INSTRUCTIONS FOR THE TASK
Among the entries below, extract exactly the lines that run from the one with "#[derive(Clone, Default)]" through the one with "tree.failing_writes.clear();", both ends included.

Stored data:
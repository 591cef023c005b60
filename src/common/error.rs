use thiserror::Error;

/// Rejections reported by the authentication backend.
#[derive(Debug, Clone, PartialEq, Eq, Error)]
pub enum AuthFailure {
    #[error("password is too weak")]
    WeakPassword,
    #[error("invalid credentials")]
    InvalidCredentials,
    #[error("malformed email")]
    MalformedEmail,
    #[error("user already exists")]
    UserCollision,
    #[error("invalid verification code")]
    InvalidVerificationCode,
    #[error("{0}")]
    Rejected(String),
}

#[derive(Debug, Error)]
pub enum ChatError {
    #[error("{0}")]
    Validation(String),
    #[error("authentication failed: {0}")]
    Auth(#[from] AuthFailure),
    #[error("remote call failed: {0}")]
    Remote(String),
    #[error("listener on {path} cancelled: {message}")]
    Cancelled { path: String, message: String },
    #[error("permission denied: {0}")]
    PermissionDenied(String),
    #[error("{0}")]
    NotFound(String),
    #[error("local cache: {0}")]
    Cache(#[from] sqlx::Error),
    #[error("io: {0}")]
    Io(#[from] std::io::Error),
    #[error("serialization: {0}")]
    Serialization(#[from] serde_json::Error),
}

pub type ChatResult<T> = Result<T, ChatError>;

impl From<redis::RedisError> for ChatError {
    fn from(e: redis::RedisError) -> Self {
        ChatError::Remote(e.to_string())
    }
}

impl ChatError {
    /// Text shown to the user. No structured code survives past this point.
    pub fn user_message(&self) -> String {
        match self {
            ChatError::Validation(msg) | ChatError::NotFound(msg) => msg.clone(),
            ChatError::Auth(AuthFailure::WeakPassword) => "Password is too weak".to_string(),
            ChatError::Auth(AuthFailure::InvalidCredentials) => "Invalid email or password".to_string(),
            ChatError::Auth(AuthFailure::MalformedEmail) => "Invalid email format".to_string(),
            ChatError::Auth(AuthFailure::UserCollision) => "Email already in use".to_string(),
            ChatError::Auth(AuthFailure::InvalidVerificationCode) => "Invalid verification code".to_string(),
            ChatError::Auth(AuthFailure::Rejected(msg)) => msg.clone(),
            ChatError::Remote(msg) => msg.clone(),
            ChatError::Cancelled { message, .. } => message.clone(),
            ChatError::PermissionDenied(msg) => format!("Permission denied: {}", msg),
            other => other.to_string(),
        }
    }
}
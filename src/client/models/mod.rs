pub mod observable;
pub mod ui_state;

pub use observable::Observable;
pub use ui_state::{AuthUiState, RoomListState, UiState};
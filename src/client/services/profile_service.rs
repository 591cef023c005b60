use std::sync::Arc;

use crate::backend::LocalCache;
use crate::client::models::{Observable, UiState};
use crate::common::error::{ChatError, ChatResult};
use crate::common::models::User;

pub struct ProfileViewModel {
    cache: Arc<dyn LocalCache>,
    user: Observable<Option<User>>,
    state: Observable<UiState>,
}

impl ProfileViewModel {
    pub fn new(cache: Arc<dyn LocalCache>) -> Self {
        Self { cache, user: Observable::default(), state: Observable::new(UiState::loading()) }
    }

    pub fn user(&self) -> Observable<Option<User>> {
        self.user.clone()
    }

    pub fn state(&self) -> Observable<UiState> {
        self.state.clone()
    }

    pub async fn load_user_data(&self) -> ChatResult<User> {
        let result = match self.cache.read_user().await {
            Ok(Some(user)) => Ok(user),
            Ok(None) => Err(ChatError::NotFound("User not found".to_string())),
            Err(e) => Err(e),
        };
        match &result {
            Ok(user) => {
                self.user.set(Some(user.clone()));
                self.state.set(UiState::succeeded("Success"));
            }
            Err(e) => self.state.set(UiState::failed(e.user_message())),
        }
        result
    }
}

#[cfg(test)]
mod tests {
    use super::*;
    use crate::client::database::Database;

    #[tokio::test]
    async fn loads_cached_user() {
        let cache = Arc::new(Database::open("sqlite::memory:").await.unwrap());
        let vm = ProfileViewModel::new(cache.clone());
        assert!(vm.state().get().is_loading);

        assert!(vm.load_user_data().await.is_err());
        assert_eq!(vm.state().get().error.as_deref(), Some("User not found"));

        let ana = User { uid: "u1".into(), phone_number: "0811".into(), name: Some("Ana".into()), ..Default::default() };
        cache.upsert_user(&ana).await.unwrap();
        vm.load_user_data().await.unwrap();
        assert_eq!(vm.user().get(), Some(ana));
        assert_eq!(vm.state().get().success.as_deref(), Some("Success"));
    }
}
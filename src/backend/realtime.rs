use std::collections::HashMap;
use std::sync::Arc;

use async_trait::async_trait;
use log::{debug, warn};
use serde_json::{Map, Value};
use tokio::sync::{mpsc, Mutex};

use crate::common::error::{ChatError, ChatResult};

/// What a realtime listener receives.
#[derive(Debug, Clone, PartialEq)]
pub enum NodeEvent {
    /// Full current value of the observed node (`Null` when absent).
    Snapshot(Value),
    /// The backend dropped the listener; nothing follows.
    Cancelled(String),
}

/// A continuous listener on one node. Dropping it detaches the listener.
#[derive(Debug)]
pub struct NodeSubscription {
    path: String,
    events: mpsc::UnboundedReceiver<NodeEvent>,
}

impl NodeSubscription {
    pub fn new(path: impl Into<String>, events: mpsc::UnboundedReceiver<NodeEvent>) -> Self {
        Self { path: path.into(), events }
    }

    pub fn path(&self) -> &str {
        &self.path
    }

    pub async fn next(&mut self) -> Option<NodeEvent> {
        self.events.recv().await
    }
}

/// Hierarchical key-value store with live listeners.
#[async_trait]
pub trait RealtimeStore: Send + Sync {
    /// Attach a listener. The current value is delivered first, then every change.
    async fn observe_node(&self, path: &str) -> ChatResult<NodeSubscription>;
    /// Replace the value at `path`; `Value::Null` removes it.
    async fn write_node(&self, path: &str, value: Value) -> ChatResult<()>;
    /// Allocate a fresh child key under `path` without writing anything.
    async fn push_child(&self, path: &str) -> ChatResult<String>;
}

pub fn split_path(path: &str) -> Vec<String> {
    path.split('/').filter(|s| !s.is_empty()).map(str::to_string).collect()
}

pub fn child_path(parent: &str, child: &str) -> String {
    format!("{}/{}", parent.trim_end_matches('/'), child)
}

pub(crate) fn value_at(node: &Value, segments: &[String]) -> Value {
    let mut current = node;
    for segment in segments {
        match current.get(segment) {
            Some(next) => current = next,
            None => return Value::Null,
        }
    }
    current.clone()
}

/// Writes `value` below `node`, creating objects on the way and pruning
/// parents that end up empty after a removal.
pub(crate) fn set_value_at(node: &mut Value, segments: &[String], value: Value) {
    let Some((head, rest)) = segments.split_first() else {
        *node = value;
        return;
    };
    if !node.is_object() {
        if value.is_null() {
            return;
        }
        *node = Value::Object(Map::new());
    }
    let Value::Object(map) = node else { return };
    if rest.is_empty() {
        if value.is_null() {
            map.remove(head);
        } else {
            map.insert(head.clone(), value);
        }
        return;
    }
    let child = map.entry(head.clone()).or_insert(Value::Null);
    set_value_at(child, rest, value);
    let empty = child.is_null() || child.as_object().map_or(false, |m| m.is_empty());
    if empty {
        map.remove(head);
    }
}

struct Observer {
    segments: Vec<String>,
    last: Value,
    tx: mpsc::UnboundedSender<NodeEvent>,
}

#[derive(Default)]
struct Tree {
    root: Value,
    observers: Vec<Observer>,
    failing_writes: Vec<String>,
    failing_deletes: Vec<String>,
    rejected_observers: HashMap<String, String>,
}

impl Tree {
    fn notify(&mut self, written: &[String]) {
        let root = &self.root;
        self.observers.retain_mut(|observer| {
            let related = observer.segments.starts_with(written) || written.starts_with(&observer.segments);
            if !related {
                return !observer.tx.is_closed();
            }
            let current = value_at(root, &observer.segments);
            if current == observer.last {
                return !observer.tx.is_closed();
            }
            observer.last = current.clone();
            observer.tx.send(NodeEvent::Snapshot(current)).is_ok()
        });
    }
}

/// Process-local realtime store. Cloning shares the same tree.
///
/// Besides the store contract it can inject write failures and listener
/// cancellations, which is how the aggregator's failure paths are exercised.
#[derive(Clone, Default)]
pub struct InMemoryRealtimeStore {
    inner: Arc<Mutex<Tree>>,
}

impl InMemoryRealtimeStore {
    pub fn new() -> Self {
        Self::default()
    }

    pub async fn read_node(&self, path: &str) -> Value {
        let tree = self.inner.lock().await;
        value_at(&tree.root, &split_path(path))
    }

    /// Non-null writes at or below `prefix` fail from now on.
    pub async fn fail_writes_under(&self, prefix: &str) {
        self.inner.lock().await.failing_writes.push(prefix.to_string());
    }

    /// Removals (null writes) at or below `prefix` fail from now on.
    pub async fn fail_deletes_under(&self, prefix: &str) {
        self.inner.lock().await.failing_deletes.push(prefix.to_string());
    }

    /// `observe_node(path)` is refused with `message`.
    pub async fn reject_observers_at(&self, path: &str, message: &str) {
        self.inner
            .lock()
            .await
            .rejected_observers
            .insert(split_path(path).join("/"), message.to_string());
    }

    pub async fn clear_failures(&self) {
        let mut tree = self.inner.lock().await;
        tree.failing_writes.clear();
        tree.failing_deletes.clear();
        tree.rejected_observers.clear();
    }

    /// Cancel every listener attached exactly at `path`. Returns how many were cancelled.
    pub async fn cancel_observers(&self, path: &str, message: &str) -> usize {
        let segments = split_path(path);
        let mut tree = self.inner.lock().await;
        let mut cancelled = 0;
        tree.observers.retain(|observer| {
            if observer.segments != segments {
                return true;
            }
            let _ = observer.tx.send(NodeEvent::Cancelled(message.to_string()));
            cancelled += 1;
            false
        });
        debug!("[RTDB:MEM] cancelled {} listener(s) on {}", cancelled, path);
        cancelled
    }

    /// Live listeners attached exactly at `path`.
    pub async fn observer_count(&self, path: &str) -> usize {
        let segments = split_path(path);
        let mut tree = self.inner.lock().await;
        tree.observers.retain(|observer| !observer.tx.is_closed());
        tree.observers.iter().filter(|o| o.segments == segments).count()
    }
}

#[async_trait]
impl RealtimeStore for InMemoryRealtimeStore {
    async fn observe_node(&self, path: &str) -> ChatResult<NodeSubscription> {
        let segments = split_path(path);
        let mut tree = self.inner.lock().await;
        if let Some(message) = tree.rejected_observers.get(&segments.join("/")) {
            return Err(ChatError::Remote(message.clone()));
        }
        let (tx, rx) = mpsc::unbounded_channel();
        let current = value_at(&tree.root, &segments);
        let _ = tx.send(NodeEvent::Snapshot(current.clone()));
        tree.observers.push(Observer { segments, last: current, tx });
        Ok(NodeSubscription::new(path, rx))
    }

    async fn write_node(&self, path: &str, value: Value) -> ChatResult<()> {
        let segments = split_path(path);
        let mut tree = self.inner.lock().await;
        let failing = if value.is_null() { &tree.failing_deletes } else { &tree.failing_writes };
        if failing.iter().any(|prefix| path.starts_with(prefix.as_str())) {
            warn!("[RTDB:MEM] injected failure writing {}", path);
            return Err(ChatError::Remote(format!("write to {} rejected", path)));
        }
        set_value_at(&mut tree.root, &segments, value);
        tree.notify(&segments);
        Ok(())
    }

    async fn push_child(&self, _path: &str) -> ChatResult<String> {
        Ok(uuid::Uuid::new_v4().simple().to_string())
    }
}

WRITTEN RESPONSE
#[derive(Clone, Default)]
pub struct InMemoryRealtimeStore {
    inner: Arc<Mutex<Tree>>,
}

impl InMemoryRealtimeStore {
    pub fn new() -> Self {
        Self::default()
    }

    pub async fn read_node(&self, path: &str) -> Value {
        let tree = self.inner.lock().await;
        value_at(&tree.root, &split_path(path))
    }

    /// Non-null writes at or below `prefix` fail from now on.
    pub async fn fail_writes_under(&self, prefix: &str) {
        self.inner.lock().await.failing_writes.push(prefix.to_string());
    }

    /// Removals (null writes) at or below `prefix` fail from now on.
    pub async fn fail_deletes_under(&self, prefix: &str) {
        self.inner.lock().await.failing_deletes.push(prefix.to_string());
    }

    /// `observe_node(path)` is refused with `message`.
    pub async fn reject_observers_at(&self, path: &str, message: &str) {
        self.inner
            .lock()
            .await
            .rejected_observers
            .insert(split_path(path).join("/"), message.to_string());
    }

    pub async fn clear_failures(&self) {
        let mut tree = self.inner.lock().await;
        tree.failing_writes.clear();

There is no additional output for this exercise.